Seiner Arbeit bei der Zeitung überdrüssig, lässt der Ich-Erzähler sich alsbald bei dem lauernd-aggressiven, schweigsamen Flor als Hilfskraft anstellen. Und urplötzlich ist mit Flors Frau Hemma, die ebenfalls nicht viel spricht, ein weiterer Verwirrfaktor im Spiel.

Große Erzählkunst

Ines und Jan, Flor und Hemma, die Arbeit auf dem Hof von früh bis spät, die kleinen und großen Heimlichkeiten, der Selbstbetrug, die Illusion von einem Leben und Überleben im ländlichen Raum, der nur noch als Kulisse zu funktionieren scheint – all das verdichtet Reinhard Kaiser-Mühlecker in einer Art und Weise zu einem apokalyptisch aufgeladenen Szenario, wie es nur ein großer Autor vermag. Es scheint nichts zu passieren, und doch ist das Buch spannend, spielen sich ungeheure Binnendynamiken ab, angetrieben auch von einem Mann namens Beham, der vermeintlich im Interesse der Gemeinde die Expansionsbemühungen Flors zu hintertreiben versucht.

„Enteignung“ ist ein bestechend gut gebauter, mit einer kargen Eleganz, die nicht mit dem Pathos der Lakonik zu verwechseln ist, ausgestatteter Roman. Noch dazu wohnt ihm eine grausame Komik inne, die immer an persönliche Fehleinschätzungen oder individuelles Versagen geknüpft ist, wie beispielsweise im Fall des ehemaligen Chefredakteurs der Lokalzeitung, der sich nach einem Burn-out zurückzieht, um einen großen Roman zu schreiben und nach einem Jahr mit einer Erzählung von nicht einmal 20 Seiten zurückkommt. Reinhard Kaiser-Mühlecker ist, so hat er es einmal erzählt, ein Autor, der an seinen Manuskripten im Lektorat nichts streichen, sondern eher etwas dazuschreiben muss, um nicht gar zu offen, zu kryptisch zu bleiben. Vieles bleibt auch in „Enteignung“ ungesagt, unaufgeklärt.

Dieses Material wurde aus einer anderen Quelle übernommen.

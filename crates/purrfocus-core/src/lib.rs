//! # Purrfocus Core Library
//!
//! This library provides the core logic for purrfocus, a Pomodoro timer with
//! a companion cat whose health follows your focus discipline. All operations
//! are exposed through the `purrfocus` CLI binary, which is a thin layer over
//! this crate.
//!
//! ## Architecture
//!
//! - **Timer Engine**: A tick-driven state machine; the caller invokes `tick()`
//!   once per second while it runs (see [`focus::run_focus_loop`])
//! - **Companion**: A pure reducer over session completions and abandonments
//! - **App State**: The signed-in user, their notes and habit logs, the timer
//!   and the companion, with two-phase writes to the record store
//! - **Backends**: Local SQLite or a hosted Supabase-compatible service, both
//!   implementing [`RecordStore`] and [`IdentityProvider`]
//! - **Storage**: TOML configuration and the local SQLite database
//!
//! ## Key Components
//!
//! - [`TimerEngine`]: Focus-session state machine
//! - [`CompanionState`]: Companion health reducer
//! - [`AppState`]: Explicit application state
//! - [`Config`]: Application configuration management

pub mod app_state;
pub mod auth;
pub mod backend;
pub mod companion;
pub mod error;
pub mod events;
pub mod focus;
pub mod habits;
pub mod notes;
pub mod quotes;
pub mod routes;
pub mod storage;
pub mod timer;

pub use app_state::AppState;
pub use auth::{IdentityProvider, User};
pub use backend::{HostedBackend, LocalBackend, RecordStore};
pub use companion::{CompanionEvent, CompanionState, Mood};
pub use error::{AuthError, ConfigError, CoreError, DatabaseError, StoreError, ValidationError};
pub use events::Event;
pub use focus::{run_focus_loop, FocusInput, FocusUpdate};
pub use habits::{DailyFocus, HabitLogEntry, HabitSummary};
pub use notes::{Note, NoteDraft, NotePatch};
pub use routes::{Navigation, Route};
pub use storage::{Config, Database};
pub use timer::{Phase, Settings, SettingsPatch, TimerEngine};
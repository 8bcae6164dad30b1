use rand::seq::SliceRandom;
use rand::Rng;
use serde::Serialize;

#[derive(Debug, Clone, Copy, PartialEq, Eq, Serialize)]
pub struct Quote {
    pub text: &'static str,
    pub author: &'static str,
}

pub const QUOTES: &[Quote] = &[
    Quote {
        text: "The only way to do great work is to love what you do.",
        author: "Steve Jobs",
    },
    Quote {
        text: "Success is not final, failure is not fatal: it is the courage to continue that counts.",
        author: "Winston Churchill",
    },
    Quote {
        text: "Don't watch the clock; do what it does. Keep going.",
        author: "Sam Levenson",
    },
    Quote {
        text: "The future depends on what you do today.",
        author: "Mahatma Gandhi",
    },
    Quote {
        text: "Your time is limited, don't waste it living someone else's life.",
        author: "Steve Jobs",
    },
    Quote {
        text: "Focus on being productive instead of busy.",
        author: "Tim Ferriss",
    },
    Quote {
        text: "The way to get started is to quit talking and begin doing.",
        author: "Walt Disney",
    },
    Quote {
        text: "Small progress is still progress.",
        author: "Anonymous",
    },
    Quote {
        text: "Done is better than perfect.",
        author: "Sheryl Sandberg",
    },
    Quote {
        text: "Your companion believes in you! Keep going!",
        author: "purrfocus",
    },
];

/// Pick a quote, shown again after each phase change.
pub fn random_quote<R: Rng + ?Sized>(rng: &mut R) -> Quote {
    QUOTES.choose(rng).copied().unwrap_or(QUOTES[0])
}

pub fn quote_of_the_moment() -> Quote {
    random_quote(&mut rand::thread_rng())
}

impl std::fmt::Display for Quote {
    fn fmt(&self, f: &mut std::fmt::Formatter<'_>) -> std::fmt::Result {
        write!(f, "\"{}\" - {}", self.text, self.author)
    }
}

#[cfg(test)]
mod tests {
    use super::*;
    use rand::rngs::StdRng;
    use rand::SeedableRng;

    #[test]
    fn random_quote_comes_from_the_list() {
        let mut rng = StdRng::seed_from_u64(7);
        for _ in 0..20 {
            let q = random_quote(&mut rng);
            assert!(QUOTES.contains(&q));
        }
    }

    #[test]
    fn display_includes_author() {
        assert!(QUOTES[0].to_string().ends_with("- Steve Jobs"));
    }
}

„Wie oft“, so schreibt es Jan zu Beginn des Romans, „hatte ich darüber gestaunt, wie tief Menschen empfinden können; das war eine Fähigkeit, die mir abging, was ich aber nie wirklich bedauert hatte: Auch das Bedauern war schließlich eine Fähigkeit.“ Das mag stimmen. Oder auch nicht. Vielleicht weiß das derjenige, der das schreibt, selbst nicht.

Dass Reinhard Kaiser-Mühlecker es seinen Figuren gestattet, sich selbst ein Rätsel bleiben zu dürfen, ist eine seiner großen Qualitäten.

Reinhard Kaiser-Mühlecker: Enteignung. Roman. S. Fischer Verlag, Frankfurt/Main 2019. 224 Seiten, 21 €.